Work order:
Word for word, restate the lines of the data from the first through the one containing "let range = hi - lo;", and nothing else.

Data:
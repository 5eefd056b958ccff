use image::{GrayImage, Luma, Rgb, RgbImage};
use ndarray::Array2;

/// Min-max stretch to `0..=255`, truncating. A flat map becomes all zeros.
pub fn minmax_to_u8(map: &Array2<f32>) -> Array2<u8> {
    let lo = map.iter().copied().fold(f32::INFINITY, f32::min);
    let hi = map.iter().copied().fold(f32::NEG_INFINITY, f32::max);
    let range = hi - lo;
    if !range.is_finite() || range <= 0.0 {
        return Array2::zeros(map.dim());
    }
    map.mapv(|v| (255.0 * (v - lo) / range) as u8)
}

/// JET colormap entry for an 8-bit level (blue = 0, red = 255).
pub fn jet(level: u8) -> Rgb<u8> {
    let v = level as f32 / 255.0;
    let channel = |centre: f32| {
        let c = (1.5 - (4.0 * v - centre).abs()).clamp(0.0, 1.0);
        (c * 255.0).round() as u8
    };
    Rgb([channel(3.0), channel(2.0), channel(1.0)])
}

/// Min-max stretch then JET color a map shaped `(rows, cols)`.
pub fn jet_minmax(map: &Array2<f32>) -> RgbImage {
    let levels = minmax_to_u8(map);
    let (rows, cols) = levels.dim();
    RgbImage::from_fn(cols as u32, rows as u32, |x, y| {
        jet(levels[[y as usize, x as usize]])
    })
}

/// Render a `[0, 1]` map as grayscale.
pub fn gray_unit(map: &Array2<f32>) -> GrayImage {
    let (rows, cols) = map.dim();
    GrayImage::from_fn(cols as u32, rows as u32, |x, y| {
        let v = map[[y as usize, x as usize]].clamp(0.0, 1.0);
        Luma([(v * 255.0).round() as u8])
    })
}
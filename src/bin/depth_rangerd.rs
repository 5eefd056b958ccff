//! depth_rangerd - monocular distance sensing daemon
//!
//! This daemon:
//! 1. Loads configuration (file, environment, then command line)
//! 2. Loads the camera calibration; startup fails without it
//! 3. Builds the depth backend and the frame source
//! 4. Runs the capture loop until the stream ends or Ctrl-C

use anyhow::{anyhow, Context, Result};
use clap::Parser;
use std::path::PathBuf;
use std::sync::atomic::Ordering;

use depth_ranger::config::RangerConfig;
use depth_ranger::render::{DisplaySink, NullSink, SnapshotSink};
use depth_ranger::ui::Ui;
use depth_ranger::{
    open_source, BackendRegistry, CameraIntrinsics, DistancePipeline, ExecutionDevice,
    ProximityPolicy, Runner, StubBackend,
};

#[derive(Parser, Debug)]
#[command(author, version, about = "Monocular depth to distance daemon")]
struct Args {
    /// Frame source: stub://<name> or a V4L2 device path.
    #[arg(long)]
    source: Option<String>,

    /// Camera calibration file (3x3 matrix + distortion row).
    #[arg(long, value_name = "PATH")]
    calibration: Option<PathBuf>,

    /// Depth backend: stub or tract.
    #[arg(long)]
    backend: Option<String>,

    /// ONNX depth model (tract backend).
    #[arg(long, value_name = "PATH")]
    model: Option<PathBuf>,

    /// Execution device: auto or cpu.
    #[arg(long)]
    device: Option<ExecutionDevice>,

    /// Baseline scale in metres.
    #[arg(long)]
    baseline: Option<f32>,

    /// Clamp distances to this many metres.
    #[arg(long, value_name = "METRES")]
    max_distance: Option<f32>,

    /// Run the decision policy every N frames.
    #[arg(long)]
    decision_period: Option<u64>,

    /// Stop after N frames.
    #[arg(long)]
    max_frames: Option<u64>,

    /// Write view snapshots to this directory.
    #[arg(long, value_name = "DIR")]
    snapshot_dir: Option<PathBuf>,

    /// UI mode: auto, plain, or pretty.
    #[arg(long, default_value = "auto", value_name = "MODE")]
    ui: String,
}

fn main() -> Result<()> {
    env_logger::Builder::from_env(env_logger::Env::default().default_filter_or("info")).init();

    let args = Args::parse();
    let ui = Ui::from_flag(&args.ui);

    let cfg = {
        let _stage = ui.stage("Load configuration");
        let mut cfg = RangerConfig::load()?;
        apply_args(&mut cfg, &args);
        cfg.validate()?;
        cfg
    };

    let intrinsics = {
        let _stage = ui.stage("Load camera calibration");
        let path = cfg.calibration_path.as_ref().ok_or_else(|| {
            anyhow!("a calibration file is required (--calibration or DEPTH_RANGER_CALIBRATION)")
        })?;
        CameraIntrinsics::load(path)?
    };
    log::info!(
        "camera fx={:.2} fy={:.2} cx={:.2} cy={:.2}",
        intrinsics.fx(),
        intrinsics.fy(),
        intrinsics.cx(),
        intrinsics.cy()
    );

    let backend = {
        let _stage = ui.stage("Prepare depth backend");
        let mut registry = BackendRegistry::new();
        registry.register(StubBackend::new());
        register_tract(&mut registry, &cfg)?;
        registry.set_default(&cfg.backend.name)?;
        registry.take_default()?
    };

    let mut pipeline = DistancePipeline::new(
        backend,
        Box::new(ProximityPolicy::new(cfg.clearance_m)),
        intrinsics,
        cfg.pipeline_settings(),
    )?;
    {
        let _stage = ui.stage("Warm up backend");
        pipeline.warm_up()?;
    }
    log::info!(
        "pipeline ready: backend={} policy={} grid={}x{} decision every {} frames",
        pipeline.backend_name(),
        pipeline.policy_name(),
        cfg.grid_size,
        cfg.grid_size,
        cfg.decision_period
    );

    let source = {
        let _stage = ui.stage("Open frame source");
        open_source(cfg.source_config())?
    };

    let sink: Box<dyn DisplaySink> = match &cfg.snapshot {
        Some(snapshot) => {
            log::info!(
                "writing snapshots every {} frames to {}",
                snapshot.every,
                snapshot.dir.display()
            );
            Box::new(SnapshotSink::new(&snapshot.dir, snapshot.every)?)
        }
        None => Box::new(NullSink),
    };

    let mut runner = Runner::new(source, pipeline, sink).with_max_frames(args.max_frames);
    let shutdown = runner.shutdown_handle();
    ctrlc::set_handler(move || {
        shutdown.store(true, Ordering::SeqCst);
    })
    .expect("error setting Ctrl-C handler");

    log::info!("depth_rangerd running (Ctrl-C to stop)");
    let summary = runner.run(|report| {
        if let Some(nearest) = report.grid.nearest_cell() {
            log::debug!(
                "frame #{}: nearest cell ({}, {}) at {:.2} m",
                report.counter,
                nearest.0,
                nearest.1,
                nearest.2
            );
        }
    })?;
    log::info!(
        "done: {} frames ({} degenerate, {} dropped), {} decisions ({} failed), stopped: {:?}",
        summary.frames_processed,
        summary.degenerate_frames,
        summary.frames_failed,
        summary.decisions,
        summary.decision_failures,
        summary.stop_reason
    );
    Ok(())
}

fn apply_args(cfg: &mut RangerConfig, args: &Args) {
    if let Some(source) = &args.source {
        cfg.source.uri = source.clone();
    }
    if let Some(path) = &args.calibration {
        cfg.calibration_path = Some(path.clone());
    }
    if let Some(name) = &args.backend {
        cfg.backend.name = name.clone();
    }
    if let Some(model) = &args.model {
        cfg.backend.model_path = Some(model.clone());
    }
    if let Some(device) = args.device {
        cfg.backend.device = device;
    }
    if let Some(baseline) = args.baseline {
        cfg.baseline_m = baseline;
    }
    if let Some(max) = args.max_distance {
        cfg.clamp.enabled = true;
        cfg.clamp.max_m = max;
    }
    if let Some(period) = args.decision_period {
        cfg.decision_period = period;
    }
    if let Some(dir) = &args.snapshot_dir {
        cfg.set_snapshot_dir(dir.clone());
    }
}

#[cfg(feature = "backend-tract")]
fn register_tract(registry: &mut BackendRegistry, cfg: &RangerConfig) -> Result<()> {
    use depth_ranger::infer::TractBackend;

    let Some(model) = &cfg.backend.model_path else {
        if cfg.backend.name == "tract" {
            return Err(anyhow!("tract backend needs a model (--model or DEPTH_RANGER_MODEL)"));
        }
        return Ok(());
    };
    let backend = TractBackend::new(model, cfg.backend.input_size, cfg.backend.device)
        .with_context(|| format!("load depth model {}", model.display()))?;
    log::info!("tract backend on {} ({}px input)", backend.device(), cfg.backend.input_size);
    registry.register(backend);
    Ok(())
}

#[cfg(not(feature = "backend-tract"))]
fn register_tract(_registry: &mut BackendRegistry, cfg: &RangerConfig) -> Result<()> {
    if cfg.backend.name == "tract" {
        return Err(anyhow!("backend 'tract' requires building with --features backend-tract"))
            .context("prepare depth backend");
    }
    Ok(())
}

Your solution:
repository 5eefd056b958ccff
use image::{GrayImage, Luma, Rgb, RgbImage};
use ndarray::Array2;

/// Min-max stretch to `0..=255`, truncating. A flat map becomes all zeros.
pub fn minmax_to_u8(map: &Array2<f32>) -> Array2<u8> {
    let lo = map.iter().copied().fold(f32::INFINITY, f32::min);
    let hi = map.iter().copied().fold(f32::NEG_INFINITY, f32::max);
    let range = hi - lo;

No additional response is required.